**TASK DIRECTIONS:** Could you return every line of the records below that contains the word "start"?

[Stored data entries]
┄┄┄┄┄┄┄┄┄┄
/// Sorts `v` with a counting sort over the value range.
///
/// One scan finds min and max, a counting buffer of `max - min + 1` slots
/// tallies `value - min` occurrences, and the counts are replayed back into
/// `v` in ascending order. O(n + k) where k is the value range.
///
/// The buffer is sized by the value *range*, not by `v.len()`: feeding a
/// sequence whose spread is disproportionate to its length (say two values
/// 2^40 apart) allocates a buffer of that spread. Keeping the range sane is
/// the caller's responsibility, it is not guarded here.
pub fn sort(v: &mut [i64]) {
    // Empty input has no first element to seed min/max from.
    if v.is_empty() {
        return;
    }

    let mut min = v[0];
    let mut max = v[0];
    for x in &v[1..] {
        min = min.min(*x);
        max = max.max(*x);
    }

    // Widen to i128 so `max - min` cannot wrap for extreme keys.
    let range = (max as i128 - min as i128) as usize + 1;
    let mut counts = vec![0usize; range];

    for x in v.iter() {
        counts[(*x as i128 - min as i128) as usize] += 1;
    }

    let mut idx = 0;
    for (offset, count) in counts.iter().enumerate() {
        let value = min + offset as i64;
        for _ in 0..*count {
            v[idx] = value;
            idx += 1;
        }
    }
}
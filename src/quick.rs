use std::cmp::Ordering;

use crate::bubble;
use crate::partition;
use crate::DEFAULT_CUTOFF;

/// Sorts `v` with a recursive quicksort that falls back to bubble sort for
/// ranges at or below the cutoff.
///
/// The pivot is the last element of the current range, partitioned with the
/// duplicate-tolerant scheme. No pivot-selection heuristic: worst case is
/// O(n^2) on adversarial input, which is what [`crate::quick_median`]
/// exists to avoid.
pub fn sort<T: Ord>(v: &mut [T]) {
    quicksort(v, DEFAULT_CUTOFF, &mut |a, b| a.lt(b));
}

pub fn sort_by<T, F: FnMut(&T, &T) -> Ordering>(v: &mut [T], mut compare: F) {
    quicksort(v, DEFAULT_CUTOFF, &mut |a, b| compare(a, b) == Ordering::Less);
}

/// Same as [`sort`] with an explicit cutoff, mainly so tests and benchmarks
/// can force either side of the cutover.
pub fn sort_with_cutoff<T: Ord>(v: &mut [T], cutoff: usize) {
    quicksort(v, cutoff, &mut |a, b| a.lt(b));
}

fn quicksort<T, F: FnMut(&T, &T) -> bool>(v: &mut [T], cutoff: usize, is_less: &mut F) {
    // Below the cutoff the recursion overhead loses against a plain
    // quadratic pass. Also terminates the recursion: empty and
    // single-element ranges land here for any sane cutoff.
    if v.len() <= cutoff {
        bubble::bubble_sort(v, is_less);
        return;
    }

    let q = partition::partition_med(v, is_less);
    let (left, right) = v.split_at_mut(q);
    quicksort(left, cutoff, is_less);
    quicksort(&mut right[1..], cutoff, is_less);
}
use std::fs;
use std::io::{self, BufWriter, Write};
use std::path::{Path, PathBuf};
use std::time::Instant;

use anyhow::{bail, Context, Result};
use clap::{Parser, ValueEnum};
use log::debug;

use sortbench::{bubble, counting, quick, quick_median, quick_tail, DEFAULT_CUTOFF};

/// Benchmark harness for the in-memory integer sorts in this crate.
///
/// Reads whitespace-separated integers from a file, sorts them with the
/// selected algorithm, verifies the result and reports either the sorted
/// sequence or the elapsed wall-clock time.
#[derive(Parser)]
#[command(version, about)]
struct Cli {
    /// Path to a text file containing whitespace-separated integers
    #[arg(short, long)]
    file: PathBuf,

    /// Sorting algorithm to run
    #[arg(short, long, value_enum, default_value = "quick-median")]
    algorithm: Algorithm,

    /// Print the sorted sequence instead of the elapsed time
    #[arg(short, long)]
    print: bool,

    /// Range length below which the cutoff-based quicksorts delegate to
    /// bubble sort
    #[arg(long, default_value_t = DEFAULT_CUTOFF)]
    cutoff: usize,
}

#[derive(Copy, Clone, Debug, PartialEq, Eq, ValueEnum)]
enum Algorithm {
    /// Adaptive bubble sort
    Bubble,
    /// Counting sort, bounded by the value range
    Counting,
    /// Quicksort with bubble-sort cutoff
    Quick,
    /// Quicksort with tail-recursion-minimizing outer loop
    QuickTail,
    /// Quicksort with median-of-three pivoting and bubble-sort cutoff
    QuickMedian,
}

impl Algorithm {
    fn run(self, samples: &mut [i64], cutoff: usize) {
        match self {
            Algorithm::Bubble => bubble::sort(samples),
            Algorithm::Counting => counting::sort(samples),
            Algorithm::Quick => quick::sort_with_cutoff(samples, cutoff),
            Algorithm::QuickTail => quick_tail::sort(samples),
            Algorithm::QuickMedian => quick_median::sort_with_cutoff(samples, cutoff),
        }
    }
}

fn main() -> Result<()> {
    env_logger::init();
    let cli = Cli::parse();

    let mut samples = read_samples(&cli.file)?;
    debug!(
        "read {} samples from {}",
        samples.len(),
        cli.file.display()
    );

    let start = Instant::now();
    cli.algorithm.run(&mut samples, cli.cutoff);
    let elapsed = start.elapsed();

    // The checker exists to catch algorithm defects; a partially-sorted
    // result must never be reported as if it were valid.
    if !samples.is_sorted() {
        bail!(
            "algorithm {} failed to produce a sorted sequence",
            algorithm_name(cli.algorithm)
        );
    }

    if cli.print {
        let mut out = BufWriter::new(io::stdout().lock());
        for x in &samples {
            writeln!(out, "{x}")?;
        }
        out.flush()?;
    } else {
        println!("execution time: {} sec", elapsed.as_secs_f64());
    }

    Ok(())
}

fn algorithm_name(algorithm: Algorithm) -> String {
    algorithm
        .to_possible_value()
        .map(|v| v.get_name().to_string())
        .unwrap_or_else(|| format!("{algorithm:?}"))
}

fn read_samples(path: &Path) -> Result<Vec<i64>> {
    let contents = fs::read_to_string(path)
        .with_context(|| format!("{} is an invalid path", path.display()))?;

    let samples = contents
        .split_whitespace()
        .map(|tok| {
            tok.parse::<i64>()
                .with_context(|| format!("invalid sample {:?} in {}", tok, path.display()))
        })
        .collect::<Result<Vec<_>>>()?;

    if samples.is_empty() {
        bail!("{} contains no samples", path.display());
    }

    Ok(samples)
}
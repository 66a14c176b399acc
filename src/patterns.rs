//! Input pattern generators for tests and benchmarks.
//!
//! All generators are deterministic per process: they share one seed, drawn
//! from the `SORTBENCH_SEED` environment variable if set and from entropy
//! otherwise, so a failing run can be reproduced by exporting the seed.

use once_cell::sync::Lazy;
use rand::prelude::*;
use zipf::ZipfDistribution;

static SEED: Lazy<u64> = Lazy::new(|| {
    std::env::var("SORTBENCH_SEED")
        .ok()
        .and_then(|s| s.parse().ok())
        .unwrap_or_else(|| thread_rng().gen())
});

/// The seed all generators derive from.
pub fn random_init_seed() -> u64 {
    *SEED
}

fn rng() -> StdRng {
    StdRng::seed_from_u64(*SEED)
}

/// `len` values drawn uniformly from the full `i64` domain.
pub fn random(len: usize) -> Vec<i64> {
    let mut rng = rng();
    (0..len).map(|_| rng.gen()).collect()
}

/// `len` values drawn uniformly from `0..range`. Guarantees duplicates once
/// `len` outgrows `range`.
pub fn random_uniform(len: usize, range: i64) -> Vec<i64> {
    let mut rng = rng();
    let range = range.max(1);
    (0..len).map(|_| rng.gen_range(0..range)).collect()
}

/// Zipfian-distributed values over `1..=len`, the classic skewed-duplicates
/// pattern.
pub fn random_zipf(len: usize, exponent: f64) -> Vec<i64> {
    let mut rng = rng();
    let dist = ZipfDistribution::new(len.max(1), exponent).unwrap();
    (0..len).map(|_| dist.sample(&mut rng) as i64).collect()
}

pub fn ascending(len: usize) -> Vec<i64> {
    (0..len as i64).collect()
}

pub fn descending(len: usize) -> Vec<i64> {
    (0..len as i64).rev().collect()
}

pub fn all_equal(len: usize) -> Vec<i64> {
    vec![11; len]
}
use std::cmp::Ordering;

/// Sorts `v` with an adaptive bubble sort.
///
/// Repeated passes over a shrinking suffix, swapping adjacent elements that
/// are out of order. A pass that performs no swap proves the remainder is
/// sorted and exits early, so already-sorted input costs a single pass.
/// O(n^2) worst case; also serves as the small-range fallback inside the
/// cutoff-based quicksorts, where its low constant factor beats the
/// recursion overhead.
pub fn sort<T: Ord>(v: &mut [T]) {
    bubble_sort(v, &mut |a, b| a.lt(b));
}

pub fn sort_by<T, F: FnMut(&T, &T) -> Ordering>(v: &mut [T], mut compare: F) {
    bubble_sort(v, &mut |a, b| compare(a, b) == Ordering::Less);
}

pub(crate) fn bubble_sort<T, F: FnMut(&T, &T) -> bool>(v: &mut [T], is_less: &mut F) {
    let len = v.len();

    for i in 0..len {
        let mut swapped = false;

        for j in 0..(len - i - 1) {
            if is_less(&v[j + 1], &v[j]) {
                v.swap(j, j + 1);
                swapped = true;
            }
        }

        // A swap-free pass means the suffix was already in order.
        if !swapped {
            return;
        }
    }
}
use crate::args::SyncArgs;
use crate::commands::{plural, Out};
use crate::error::{ErrorType, IntoResult};
use crate::service::{sync_all, sync_source, SyncAllReport, SyncOptions};
use crate::{api, Config, Mode, Result};
use anyhow::anyhow;
use tracing::{debug, info};

/// Imports new monthly budget spreadsheets from every active source, or only from the source
/// named in `args`. A backup of the database is taken before anything is written.
///
/// Spreadsheets that fail to import are listed in the result and do not stop the sync. When all
/// sources are synced, a source that cannot be synced at all is listed as well.
pub async fn sync(config: Config, mode: Mode, args: SyncArgs) -> Result<Out<SyncAllReport>> {
    let options = SyncOptions {
        force: args.force(),
    };

    let backup = config
        .backup()
        .copy_sqlite()
        .await
        .pub_result(ErrorType::Database)?;
    debug!("Saved SQLite backup to {}", backup.display());

    let all = match args.source() {
        Some(name) => {
            let source = config
                .db()
                .source_by_name(config.owner(), name)
                .await
                .pub_result(ErrorType::Database)?
                .ok_or_else(|| anyhow!("There is no source named '{name}'"))
                .pub_result(ErrorType::Request)?;
            let mut drive = api::drive(&config, &source, mode)
                .await
                .pub_result(ErrorType::Drive)?;
            let report = sync_source(&config, &source, drive.as_mut(), options)
                .await
                .pub_result(ErrorType::Sync)?;
            SyncAllReport {
                reports: vec![report],
                failed_sources: Vec::new(),
            }
        }
        None => {
            let config = &config;
            sync_all(config, options, |source| async move {
                api::drive(config, &source, mode).await
            })
            .await
            .pub_result(ErrorType::Sync)?
        }
    };

    let message = message(&all);
    info!("{}", message.lines().next().unwrap_or_default());
    Ok(Out::new(message, all))
}

fn message(all: &SyncAllReport) -> String {
    let sources = all.reports.len() + all.failed_sources.len();
    let mut message = format!(
        "Synced {sources} source{}: {} imported, {} skipped, {} failed",
        plural(sources),
        all.processed(),
        all.skipped(),
        all.failed()
    );
    for report in &all.reports {
        for processed in &report.processed {
            message.push_str(&format!(
                "\n  imported '{}' ({} expenses, {} income)",
                processed.sheet_name, processed.expenses_count, processed.income_count
            ));
        }
        for failed in &report.failed {
            message.push_str(&format!(
                "\n  failed '{}': {}",
                failed.sheet_name, failed.error
            ));
        }
    }
    for failed in &all.failed_sources {
        message.push_str(&format!(
            "\n  source '{}' failed: {}",
            failed.source, failed.error
        ));
    }
    message
}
┄┄┄┄┄┄┄┄┄┄
**TASK RESPONSE:**
    let start = Instant::now();
    let elapsed = start.elapsed();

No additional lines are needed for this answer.